Ensuring rehabilitation leadership in the new NHS landscape
The importance of Allied Health Professional Lead roles in Integrated Care Boards
We have co-authored a letter as members of the Community Rehabilitation Alliance urging CEOs of Integrated Care Boards to recognise the importance and value of Allied Health Professional Lead roles.
The text of the letter is below:
As Integrated Care Boards (ICBs) across England navigate the challenging terrain of restructure and financial constraint, the Community Rehabilitation Alliance is writing to urge you to retain and strengthen your strategic leadership for rehabilitation.
As an alliance of more than 65 charities and professional bodies representing people with lived experience and those delivering health and social care, we are keen to support you in delivering the ambitions of the forthcoming 10-year plan – particularly around prevention, personalised care, community-based services and tackling health inequalities.

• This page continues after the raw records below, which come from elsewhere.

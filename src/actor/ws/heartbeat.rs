//! Liveness probing and inbound frame polling.

use std::sync::Arc;
use std::time::Duration;

use tokio::time::{MissedTickBehavior, interval, sleep};

use super::Broadcaster;
use crate::core::StopSignal;
use crate::debug;

/// How often inbound frames (route changes, closes) are read.
pub const POLL_INTERVAL: Duration = Duration::from_millis(100);

/// Probe every session each `every`; evict those silent after `deadline`.
pub async fn run_heartbeat(
    broadcaster: Arc<Broadcaster>,
    every: Duration,
    deadline: Duration,
    mut stop: StopSignal,
) {
    let mut ticker = interval(every);
    ticker.set_missed_tick_behavior(MissedTickBehavior::Delay);
    ticker.tick().await;

    loop {
        tokio::select! {
            _ = stop.stopped() => break,
            _ = ticker.tick() => {}
        }

        let registry = broadcaster.registry();
        if registry.probe() == 0 {
            continue;
        }
        tokio::select! {
            _ = stop.stopped() => break,
            _ = sleep(deadline) => {}
        }
        broadcaster.poll_inbound();
        let evicted = registry.reap_unresponsive();
        if evicted > 0 {
            debug!("ws"; "{} sessions evicted, {} live", evicted, registry.len());
        }
    }
    debug!("ws"; "heartbeat stopped");
}

/// Read session frames every [`POLL_INTERVAL`] until stopped.
pub async fn run_inbound(broadcaster: Arc<Broadcaster>, mut stop: StopSignal) {
    let mut ticker = interval(POLL_INTERVAL);
    ticker.set_missed_tick_behavior(MissedTickBehavior::Skip);

    loop {
        tokio::select! {
            _ = stop.stopped() => break,
            _ = ticker.tick() => broadcaster.poll_inbound(),
        }
    }
}

#[cfg(test)]
mod tests {
    use super::*;
    use crate::actor::ws::registry::tests::MockConnection;
    use crate::content::{ContentStore, Snapshot};
    use crate::core::StopHandle;

    const EVERY: Duration = Duration::from_secs(1);
    const DEADLINE: Duration = Duration::from_millis(100);

    fn broadcaster() -> Arc<Broadcaster> {
        let store = Arc::new(ContentStore::new(Snapshot::default()));
        Arc::new(Broadcaster::new(store, ""))
    }

    #[tokio::test(start_paused = true)]
    async fn test_probe_then_reap_after_deadline() {
        let broadcaster = broadcaster();
        let (alive, alive_state) = MockConnection::new();
        let (silent, silent_state) = MockConnection::new();
        alive_state.lock().answer_pings = true;
        broadcaster.connect(alive, None);
        broadcaster.connect(silent, None);

        let (handle, stop) = StopHandle::new();
        let task = tokio::spawn(run_heartbeat(Arc::clone(&broadcaster), EVERY, DEADLINE, stop));

        // Before the first beat nobody is probed.
        sleep(EVERY / 2).await;
        assert_eq!(alive_state.lock().pings, 0);

        sleep(EVERY / 2 + DEADLINE * 2).await;
        assert_eq!(alive_state.lock().pings, 1);
        assert_eq!(broadcaster.registry().len(), 1);
        assert!(silent_state.lock().closed);
        assert!(!alive_state.lock().closed);

        handle.stop();
        task.await.unwrap();
    }

    #[tokio::test(start_paused = true)]
    async fn test_stop_during_deadline_reaps_nothing() {
        let broadcaster = broadcaster();
        let (silent, silent_state) = MockConnection::new();
        broadcaster.connect(silent, None);

        let (handle, stop) = StopHandle::new();
        let task = tokio::spawn(run_heartbeat(Arc::clone(&broadcaster), EVERY, DEADLINE, stop));

        sleep(EVERY + DEADLINE / 2).await;
        assert_eq!(silent_state.lock().pings, 1);
        handle.stop();
        task.await.unwrap();

        assert_eq!(broadcaster.registry().len(), 1);
        assert!(!silent_state.lock().closed);
    }

    #[tokio::test(start_paused = true)]
    async fn test_inbound_poller_stops() {
        let (handle, stop) = StopHandle::new();
        let task = tokio::spawn(run_inbound(broadcaster(), stop));

        sleep(POLL_INTERVAL * 3).await;
        assert!(!task.is_finished());
        handle.stop();
        task.await.unwrap();
    }
}
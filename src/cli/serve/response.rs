//! HTTP responses over tiny_http.

use std::fs;

use anyhow::{Context, Result};
use tiny_http::{Header, Method, Request, Response, StatusCode};

use super::view::Reply;
use crate::utils::mime::{self, types};

/// Send a [`Reply`], answering HEAD requests with headers only.
pub fn send(request: Request, reply: Reply) -> Result<()> {
    match reply {
        Reply::Html { status, body } => send_body(request, status, types::HTML, body.into_bytes()),
        Reply::File(path) => {
            let content_type = mime::from_path(&path);
            if is_head_request(&request) {
                return send_head(request, 200, content_type);
            }
            let body =
                fs::read(&path).with_context(|| format!("failed to read {}", path.display()))?;
            send_body(request, 200, content_type, body)
        }
        Reply::Redirect(location) => {
            let mut response = Response::empty(StatusCode(307));
            if let Some(header) = make_header("Location", location.as_bytes()) {
                response.add_header(header);
            }
            request.respond(response)?;
            Ok(())
        }
        Reply::NotFound => send_body(request, 404, types::PLAIN, b"404 Not Found".to_vec()),
    }
}

/// Respond with 503 Service Unavailable (first scan pending or shutting down).
pub fn respond_unavailable(request: Request) -> Result<()> {
    send_body(request, 503, types::PLAIN, b"503 Service Unavailable".to_vec())
}

fn is_head_request(request: &Request) -> bool {
    request.method() == &Method::Head
}

fn send_head(request: Request, status: u16, content_type: &'static str) -> Result<()> {
    let mut response = Response::empty(StatusCode(status));
    if let Some(header) = make_header("Content-Type", content_type.as_bytes()) {
        response.add_header(header);
    }
    request.respond(response)?;
    Ok(())
}

fn send_body(
    request: Request,
    status: u16,
    content_type: &'static str,
    body: Vec<u8>,
) -> Result<()> {
    if is_head_request(&request) {
        return send_head(request, status, content_type);
    }
    let mut response = Response::from_data(body).with_status_code(StatusCode(status));
    if let Some(header) = make_header("Content-Type", content_type.as_bytes()) {
        response.add_header(header);
    }
    request.respond(response)?;
    Ok(())
}

fn make_header(key: &'static str, value: &[u8]) -> Option<Header> {
    Header::from_bytes(key.as_bytes(), value).ok()
}
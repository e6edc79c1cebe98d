//! Actor System for Live Updates
//!
//! ```text
//! FsActor --> ContentStore --> Broadcaster --> Sessions
//! (watch)       (rescan)        (fan-out)     (browsers)
//! ```
//!
//! # Module Structure
//!
//! - `messages` - Updates passed from the watcher to the broadcaster
//! - `fs` - Docroot watcher with tick-and-quiet coalescing
//! - `ws` - Session registry, fan-out and heartbeat
//! - `coordinator` - Wires up and runs actors

pub mod coordinator;
pub mod fs;
pub mod messages;
pub mod ws;

pub use coordinator::Coordinator;
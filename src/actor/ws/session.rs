//! One browser connection and its liveness.

use std::io::ErrorKind;
use std::net::TcpStream;

use thiserror::Error;
use tungstenite::WebSocket;
use tungstenite::protocol::Message;

use crate::reload::message::parse_page_message;

/// Why a session can no longer be used.
#[derive(Debug, Error)]
pub enum SessionError {
    #[error("connection closed")]
    Closed,

    #[error("I/O error: {0}")]
    Io(#[from] std::io::Error),

    #[error("protocol error: {0}")]
    Protocol(String),
}

impl From<tungstenite::Error> for SessionError {
    fn from(err: tungstenite::Error) -> Self {
        match err {
            tungstenite::Error::ConnectionClosed | tungstenite::Error::AlreadyClosed => {
                Self::Closed
            }
            tungstenite::Error::Io(e) => Self::Io(e),
            other => Self::Protocol(other.to_string()),
        }
    }
}

/// A frame of interest read from a browser.
#[derive(Debug, Clone, PartialEq, Eq)]
pub enum Inbound {
    /// Answer to a liveness probe.
    Pong,
    /// The browser now shows this (decoded) path.
    Route(String),
    /// Anything else; it still proves the peer is there.
    Other,
}

/// Transport under a session. Every method must return promptly.
pub trait Connection: Send {
    fn send_text(&mut self, text: &str) -> Result<(), SessionError>;

    fn send_ping(&mut self) -> Result<(), SessionError>;

    /// Read one pending frame, `Ok(None)` if nothing has arrived.
    fn poll(&mut self) -> Result<Option<Inbound>, SessionError>;

    fn close(&mut self);

    fn peer(&self) -> String;
}

fn is_would_block(err: &tungstenite::Error) -> bool {
    matches!(err, tungstenite::Error::Io(e) if e.kind() == ErrorKind::WouldBlock)
}

/// Non-blocking tungstenite socket.
///
/// A send that would block stays queued inside tungstenite and is flushed
/// by the next write or read.
impl Connection for WebSocket<TcpStream> {
    fn send_text(&mut self, text: &str) -> Result<(), SessionError> {
        match self.send(Message::Text(text.to_owned().into())) {
            Err(e) if !is_would_block(&e) => Err(e.into()),
            _ => Ok(()),
        }
    }

    fn send_ping(&mut self) -> Result<(), SessionError> {
        match self.send(Message::Ping(Default::default())) {
            Err(e) if !is_would_block(&e) => Err(e.into()),
            _ => Ok(()),
        }
    }

    fn poll(&mut self) -> Result<Option<Inbound>, SessionError> {
        match self.read() {
            Ok(Message::Text(text)) => Ok(Some(
                parse_page_message(text.as_str()).map_or(Inbound::Other, Inbound::Route),
            )),
            Ok(Message::Pong(_)) => Ok(Some(Inbound::Pong)),
            Ok(Message::Close(_)) => Err(SessionError::Closed),
            Ok(_) => Ok(Some(Inbound::Other)),
            Err(e) if is_would_block(&e) => Ok(None),
            Err(e) => Err(e.into()),
        }
    }

    fn close(&mut self) {
        let _ = self.close(None);
        let _ = self.flush();
    }

    fn peer(&self) -> String {
        self.get_ref()
            .peer_addr()
            .map_or_else(|_| "unknown".to_owned(), |addr| addr.to_string())
    }
}

/// Liveness of a session between heartbeats.
#[derive(Debug, Clone, Copy, PartialEq, Eq)]
pub enum Liveness {
    /// Answered the last probe, or has not been probed yet.
    Alive,
    /// Probed, no answer yet.
    Suspect,
}

pub type SessionId = u64;

/// A connected browser: its transport, what it shows, whether it answers.
pub struct Session {
    pub id: SessionId,
    pub route: Option<String>,
    pub liveness: Liveness,
    conn: Box<dyn Connection>,
}

impl Session {
    pub fn new(id: SessionId, conn: Box<dyn Connection>, route: Option<String>) -> Self {
        Self {
            id,
            route,
            liveness: Liveness::Alive,
            conn,
        }
    }

    pub fn send(&mut self, text: &str) -> Result<(), SessionError> {
        self.conn.send_text(text)
    }

    /// Ping and mark suspect until the pong comes back.
    pub fn probe(&mut self) -> Result<(), SessionError> {
        self.conn.send_ping()?;
        self.liveness = Liveness::Suspect;
        Ok(())
    }

    /// Drain every pending frame. Returns whether the route changed.
    pub fn pump(&mut self) -> Result<bool, SessionError> {
        let mut route_changed = false;
        while let Some(frame) = self.conn.poll()? {
            self.liveness = Liveness::Alive;
            if let Inbound::Route(route) = frame
                && self.route.as_deref() != Some(route.as_str())
            {
                self.route = Some(route);
                route_changed = true;
            }
        }
        Ok(route_changed)
    }

    pub fn close(&mut self) {
        self.conn.close();
    }

    pub fn peer(&self) -> String {
        self.conn.peer()
    }
}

Strengthening rehabilitation is essential to achieving these goals and ensuring the long-term sustainability of the NHS. To achieve shared goals such as reducing waiting lists, improving patient flow, preventing avoidable admissions, and relieving pressure on general practice, rehabilitation must play a central role.
Appointing a strategic lead for rehabilitation is a key enabler of the shift towards community-based care that underpins integrated care systems and supports the NHS’s recovery ambitions.
Rehabilitation directly supports strategic commissioning, population health, and efforts to reduce health inequalities – core priorities set out in the latest ICB blueprint and central to the 10-year plan. Its impact spans the system – from schools and patients’ homes to emergency departments and care homes – but depends on leadership that can commission, connect and improve services across place and neighbourhood.
We recognise that many ICBs already have Allied Health Professional (AHP) Lead roles in place. These roles have been critical to progressing rehabilitation pathways and leading workforce transformation. Where they exist, they should be retained and empowered to shape the future of community-based, person-centred care. Where they do not, we urge ICBs to consider the value they bring and the opportunity they represent.
The Community Rehabilitation Alliance believes that every ICB should have a designated senior leader with responsibility for rehabilitation – someone with the remit to coordinate services across community, mental health, discharge, intermediate care, and long-term conditions, and to lead efforts to reduce inequalities and improve healthy life expectancy.
Rehabilitation is not an optional add-on – it is a foundation of recovery, independence, and the sustainability of the health and social care system. Ensuring strategic leadership for rehabilitation now will deliver long-term value and impact.
We would welcome the opportunity to discuss how the Community Rehabilitation Alliance can support you in developing this leadership locally.